### Problem:
Every line of the records that contains "declarations" should be tallied, and only the resulting number returned.

[Given data Boundary: Start]

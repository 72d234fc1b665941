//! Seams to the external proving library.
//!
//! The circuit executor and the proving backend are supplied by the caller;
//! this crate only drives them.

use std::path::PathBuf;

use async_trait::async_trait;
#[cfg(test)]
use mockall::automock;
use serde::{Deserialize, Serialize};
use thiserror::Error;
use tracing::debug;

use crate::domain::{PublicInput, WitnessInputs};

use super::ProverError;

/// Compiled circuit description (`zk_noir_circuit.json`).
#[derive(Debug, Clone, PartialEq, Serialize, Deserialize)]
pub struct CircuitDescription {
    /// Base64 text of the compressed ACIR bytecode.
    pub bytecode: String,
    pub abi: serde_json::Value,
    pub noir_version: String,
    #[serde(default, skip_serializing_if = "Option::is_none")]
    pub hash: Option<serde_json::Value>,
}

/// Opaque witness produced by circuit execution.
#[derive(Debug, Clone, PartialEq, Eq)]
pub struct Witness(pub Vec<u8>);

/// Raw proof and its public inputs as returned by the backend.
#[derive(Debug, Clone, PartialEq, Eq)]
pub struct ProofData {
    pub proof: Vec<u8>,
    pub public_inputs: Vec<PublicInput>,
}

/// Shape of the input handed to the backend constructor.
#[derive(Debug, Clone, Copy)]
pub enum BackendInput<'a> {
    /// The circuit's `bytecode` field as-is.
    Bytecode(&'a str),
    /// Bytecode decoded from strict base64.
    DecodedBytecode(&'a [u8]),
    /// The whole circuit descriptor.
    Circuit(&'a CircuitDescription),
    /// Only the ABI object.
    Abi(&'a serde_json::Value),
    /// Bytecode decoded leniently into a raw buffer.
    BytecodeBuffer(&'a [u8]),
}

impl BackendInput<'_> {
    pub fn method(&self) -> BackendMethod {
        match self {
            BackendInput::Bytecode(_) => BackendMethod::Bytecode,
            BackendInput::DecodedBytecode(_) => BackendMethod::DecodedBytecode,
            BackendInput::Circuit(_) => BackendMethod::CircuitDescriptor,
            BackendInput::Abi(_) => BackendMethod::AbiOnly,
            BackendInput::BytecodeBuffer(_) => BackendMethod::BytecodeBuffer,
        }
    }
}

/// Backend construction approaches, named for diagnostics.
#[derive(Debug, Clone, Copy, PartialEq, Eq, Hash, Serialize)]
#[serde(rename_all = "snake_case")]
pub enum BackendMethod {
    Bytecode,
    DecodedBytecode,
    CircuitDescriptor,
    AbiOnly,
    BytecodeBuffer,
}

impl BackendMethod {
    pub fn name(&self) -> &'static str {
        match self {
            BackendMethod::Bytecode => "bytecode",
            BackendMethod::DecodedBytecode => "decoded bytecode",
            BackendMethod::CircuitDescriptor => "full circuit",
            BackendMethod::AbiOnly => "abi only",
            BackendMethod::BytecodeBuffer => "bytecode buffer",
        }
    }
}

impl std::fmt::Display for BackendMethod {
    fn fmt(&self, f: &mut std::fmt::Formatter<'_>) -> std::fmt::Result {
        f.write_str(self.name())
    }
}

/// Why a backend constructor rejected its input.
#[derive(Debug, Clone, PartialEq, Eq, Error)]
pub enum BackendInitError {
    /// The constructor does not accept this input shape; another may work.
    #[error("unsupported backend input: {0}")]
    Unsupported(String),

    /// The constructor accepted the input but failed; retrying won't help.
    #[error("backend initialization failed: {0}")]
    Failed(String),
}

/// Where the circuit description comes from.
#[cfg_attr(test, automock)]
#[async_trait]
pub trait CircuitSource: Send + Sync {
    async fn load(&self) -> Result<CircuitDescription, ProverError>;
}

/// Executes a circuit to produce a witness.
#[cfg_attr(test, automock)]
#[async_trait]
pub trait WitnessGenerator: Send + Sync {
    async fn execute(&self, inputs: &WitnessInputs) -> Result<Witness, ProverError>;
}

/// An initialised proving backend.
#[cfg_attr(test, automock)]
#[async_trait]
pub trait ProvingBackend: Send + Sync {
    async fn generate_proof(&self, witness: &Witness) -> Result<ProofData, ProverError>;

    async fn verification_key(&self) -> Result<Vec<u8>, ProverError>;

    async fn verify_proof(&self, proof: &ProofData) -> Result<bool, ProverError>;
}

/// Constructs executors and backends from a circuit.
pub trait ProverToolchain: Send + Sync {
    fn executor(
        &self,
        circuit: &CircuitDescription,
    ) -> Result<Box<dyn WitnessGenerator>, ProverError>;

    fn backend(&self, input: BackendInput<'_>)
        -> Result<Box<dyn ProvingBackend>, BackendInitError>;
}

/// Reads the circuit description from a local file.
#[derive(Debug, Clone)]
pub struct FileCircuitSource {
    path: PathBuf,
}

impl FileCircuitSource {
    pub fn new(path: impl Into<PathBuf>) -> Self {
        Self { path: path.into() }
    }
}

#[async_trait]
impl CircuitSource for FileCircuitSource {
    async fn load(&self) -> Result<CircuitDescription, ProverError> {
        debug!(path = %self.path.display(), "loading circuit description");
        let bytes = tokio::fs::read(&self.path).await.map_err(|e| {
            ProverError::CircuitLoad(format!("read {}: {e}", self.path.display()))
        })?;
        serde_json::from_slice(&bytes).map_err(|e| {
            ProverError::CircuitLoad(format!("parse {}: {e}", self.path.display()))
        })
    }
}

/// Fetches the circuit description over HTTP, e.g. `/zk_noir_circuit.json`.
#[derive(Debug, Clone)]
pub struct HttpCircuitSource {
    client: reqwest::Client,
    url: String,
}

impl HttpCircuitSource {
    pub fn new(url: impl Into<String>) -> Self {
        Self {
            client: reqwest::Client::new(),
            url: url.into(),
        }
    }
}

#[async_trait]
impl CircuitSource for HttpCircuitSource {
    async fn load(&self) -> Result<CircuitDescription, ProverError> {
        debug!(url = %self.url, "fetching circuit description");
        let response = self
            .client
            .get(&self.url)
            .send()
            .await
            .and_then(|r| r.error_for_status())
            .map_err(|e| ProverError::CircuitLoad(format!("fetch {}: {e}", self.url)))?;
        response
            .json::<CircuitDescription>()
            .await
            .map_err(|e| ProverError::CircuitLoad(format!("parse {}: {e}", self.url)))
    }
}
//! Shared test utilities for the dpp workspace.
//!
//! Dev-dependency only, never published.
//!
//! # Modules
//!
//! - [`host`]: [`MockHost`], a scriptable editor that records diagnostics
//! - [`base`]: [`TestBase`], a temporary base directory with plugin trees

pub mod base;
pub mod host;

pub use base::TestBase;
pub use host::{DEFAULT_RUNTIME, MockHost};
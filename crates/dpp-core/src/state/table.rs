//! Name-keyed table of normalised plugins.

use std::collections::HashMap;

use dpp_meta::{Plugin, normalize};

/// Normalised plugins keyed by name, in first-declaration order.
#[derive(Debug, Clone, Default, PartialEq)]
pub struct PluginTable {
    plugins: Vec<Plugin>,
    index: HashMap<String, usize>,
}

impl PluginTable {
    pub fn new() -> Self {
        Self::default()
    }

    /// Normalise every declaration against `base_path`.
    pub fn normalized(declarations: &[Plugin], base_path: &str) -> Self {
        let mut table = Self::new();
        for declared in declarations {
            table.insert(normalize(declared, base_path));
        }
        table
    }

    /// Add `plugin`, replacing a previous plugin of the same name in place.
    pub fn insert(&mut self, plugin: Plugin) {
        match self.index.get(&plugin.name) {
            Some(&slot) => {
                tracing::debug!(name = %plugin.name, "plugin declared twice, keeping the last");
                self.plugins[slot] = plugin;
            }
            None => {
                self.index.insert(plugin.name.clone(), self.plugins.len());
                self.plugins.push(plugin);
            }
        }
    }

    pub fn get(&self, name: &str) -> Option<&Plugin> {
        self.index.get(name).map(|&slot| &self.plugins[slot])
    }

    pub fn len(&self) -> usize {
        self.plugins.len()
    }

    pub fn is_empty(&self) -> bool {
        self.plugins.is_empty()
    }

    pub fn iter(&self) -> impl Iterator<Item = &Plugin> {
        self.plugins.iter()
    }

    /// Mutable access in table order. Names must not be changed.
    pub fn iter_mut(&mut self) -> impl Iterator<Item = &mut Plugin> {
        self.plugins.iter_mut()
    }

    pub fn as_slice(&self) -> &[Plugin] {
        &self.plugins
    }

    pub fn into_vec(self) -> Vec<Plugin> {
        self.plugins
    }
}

[Given data Boundary: End]

### Exercise solution:
2